(Given data Opens)

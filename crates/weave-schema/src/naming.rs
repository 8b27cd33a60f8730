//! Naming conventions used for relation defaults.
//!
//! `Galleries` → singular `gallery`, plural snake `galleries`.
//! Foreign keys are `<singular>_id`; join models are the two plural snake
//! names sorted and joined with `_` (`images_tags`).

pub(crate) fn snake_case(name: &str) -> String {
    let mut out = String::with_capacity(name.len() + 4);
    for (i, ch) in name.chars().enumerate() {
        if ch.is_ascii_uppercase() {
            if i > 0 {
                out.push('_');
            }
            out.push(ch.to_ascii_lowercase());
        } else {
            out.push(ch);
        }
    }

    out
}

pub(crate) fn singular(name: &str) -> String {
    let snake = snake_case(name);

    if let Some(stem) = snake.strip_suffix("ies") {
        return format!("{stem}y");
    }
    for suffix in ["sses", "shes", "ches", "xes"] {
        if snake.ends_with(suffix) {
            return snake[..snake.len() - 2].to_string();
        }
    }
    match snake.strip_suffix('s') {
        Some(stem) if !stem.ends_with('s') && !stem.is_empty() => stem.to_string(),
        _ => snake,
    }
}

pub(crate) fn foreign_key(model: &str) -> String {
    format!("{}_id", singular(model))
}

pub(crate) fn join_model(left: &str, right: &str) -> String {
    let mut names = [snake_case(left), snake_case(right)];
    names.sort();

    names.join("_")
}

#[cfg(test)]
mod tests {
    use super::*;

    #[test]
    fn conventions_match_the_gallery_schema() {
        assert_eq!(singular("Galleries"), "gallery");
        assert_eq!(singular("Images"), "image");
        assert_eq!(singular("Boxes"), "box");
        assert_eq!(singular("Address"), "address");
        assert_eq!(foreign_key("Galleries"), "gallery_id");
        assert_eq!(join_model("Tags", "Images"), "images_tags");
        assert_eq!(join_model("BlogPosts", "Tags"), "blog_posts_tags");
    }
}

(Given data Closes)
(Given data Opens)

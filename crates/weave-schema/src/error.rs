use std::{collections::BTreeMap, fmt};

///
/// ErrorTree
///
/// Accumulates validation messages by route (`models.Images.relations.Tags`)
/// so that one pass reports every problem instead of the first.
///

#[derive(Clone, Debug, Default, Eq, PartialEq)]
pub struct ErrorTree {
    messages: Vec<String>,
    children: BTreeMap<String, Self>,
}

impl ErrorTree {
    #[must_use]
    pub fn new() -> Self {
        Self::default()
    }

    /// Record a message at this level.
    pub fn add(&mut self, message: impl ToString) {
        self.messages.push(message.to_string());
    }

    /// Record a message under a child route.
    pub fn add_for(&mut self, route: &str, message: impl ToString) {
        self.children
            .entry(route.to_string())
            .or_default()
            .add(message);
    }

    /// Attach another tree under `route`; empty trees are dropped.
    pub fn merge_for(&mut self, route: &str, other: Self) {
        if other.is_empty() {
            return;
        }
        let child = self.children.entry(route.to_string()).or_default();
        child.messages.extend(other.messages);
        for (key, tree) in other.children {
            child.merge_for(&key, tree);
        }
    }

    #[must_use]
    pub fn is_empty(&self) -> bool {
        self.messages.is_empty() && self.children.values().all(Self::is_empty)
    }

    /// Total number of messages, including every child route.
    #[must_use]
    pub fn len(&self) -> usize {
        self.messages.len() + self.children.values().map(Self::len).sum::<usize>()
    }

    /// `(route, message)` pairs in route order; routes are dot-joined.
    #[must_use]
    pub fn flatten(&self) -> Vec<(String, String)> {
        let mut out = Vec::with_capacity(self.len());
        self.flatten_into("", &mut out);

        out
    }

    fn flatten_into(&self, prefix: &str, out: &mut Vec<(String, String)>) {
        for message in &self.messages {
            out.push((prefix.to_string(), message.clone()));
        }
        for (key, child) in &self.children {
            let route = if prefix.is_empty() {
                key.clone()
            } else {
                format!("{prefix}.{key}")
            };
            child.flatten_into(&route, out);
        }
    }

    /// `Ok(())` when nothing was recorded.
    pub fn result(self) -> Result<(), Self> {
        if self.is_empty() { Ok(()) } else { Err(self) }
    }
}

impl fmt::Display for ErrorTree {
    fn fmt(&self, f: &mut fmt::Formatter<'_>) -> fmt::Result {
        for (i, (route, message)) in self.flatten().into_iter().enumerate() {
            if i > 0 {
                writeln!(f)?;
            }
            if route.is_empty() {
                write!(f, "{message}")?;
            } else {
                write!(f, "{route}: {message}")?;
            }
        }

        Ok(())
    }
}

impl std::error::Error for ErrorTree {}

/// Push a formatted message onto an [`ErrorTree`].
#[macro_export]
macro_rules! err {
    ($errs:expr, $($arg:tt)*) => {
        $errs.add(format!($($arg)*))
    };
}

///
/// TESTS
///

(Given data Closes)
(Given data Opens)

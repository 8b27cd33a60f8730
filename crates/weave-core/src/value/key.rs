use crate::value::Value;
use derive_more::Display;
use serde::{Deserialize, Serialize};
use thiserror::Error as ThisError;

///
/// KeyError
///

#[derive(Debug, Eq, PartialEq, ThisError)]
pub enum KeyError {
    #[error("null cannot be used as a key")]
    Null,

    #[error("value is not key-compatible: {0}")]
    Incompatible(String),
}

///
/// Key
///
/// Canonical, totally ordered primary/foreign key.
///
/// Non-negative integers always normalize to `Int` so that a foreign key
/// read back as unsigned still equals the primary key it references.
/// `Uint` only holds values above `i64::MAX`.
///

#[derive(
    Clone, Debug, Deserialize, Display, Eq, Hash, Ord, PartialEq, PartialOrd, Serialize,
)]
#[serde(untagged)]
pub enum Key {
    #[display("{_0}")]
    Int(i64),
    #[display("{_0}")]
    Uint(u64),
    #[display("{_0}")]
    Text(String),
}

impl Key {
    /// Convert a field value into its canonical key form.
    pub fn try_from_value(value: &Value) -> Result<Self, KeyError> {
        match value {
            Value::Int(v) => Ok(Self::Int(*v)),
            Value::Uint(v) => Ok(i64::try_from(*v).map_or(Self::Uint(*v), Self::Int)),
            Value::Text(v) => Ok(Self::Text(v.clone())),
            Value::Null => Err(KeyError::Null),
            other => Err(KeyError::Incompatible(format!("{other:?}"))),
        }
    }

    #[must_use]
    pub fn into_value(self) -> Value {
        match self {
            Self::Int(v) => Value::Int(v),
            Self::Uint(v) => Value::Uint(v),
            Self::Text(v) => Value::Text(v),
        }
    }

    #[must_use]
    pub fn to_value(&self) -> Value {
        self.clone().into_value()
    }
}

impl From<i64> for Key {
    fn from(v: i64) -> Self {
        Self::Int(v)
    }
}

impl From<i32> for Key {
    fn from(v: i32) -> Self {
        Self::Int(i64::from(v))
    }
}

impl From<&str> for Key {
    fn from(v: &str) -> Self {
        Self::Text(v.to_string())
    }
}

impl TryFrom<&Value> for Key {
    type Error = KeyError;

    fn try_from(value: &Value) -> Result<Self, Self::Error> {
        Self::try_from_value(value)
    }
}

(Given data Closes)

Task brief. After locating the line holding "filename crates/weave-schema/src/naming.rs" above, output exactly that line and every line after it through the line holding "names sorted and". Include nothing else.

Response for this exercise.
filename crates/weave-schema/src/naming.rs
repository 8b27cd33a60f8730
//! Naming conventions used for relation defaults.
//!
//! `Galleries` → singular `gallery`, plural snake `galleries`.
//! Foreign keys are `<singular>_id`; join models are the two plural snake
//! names sorted and joined with `_` (`images_tags`).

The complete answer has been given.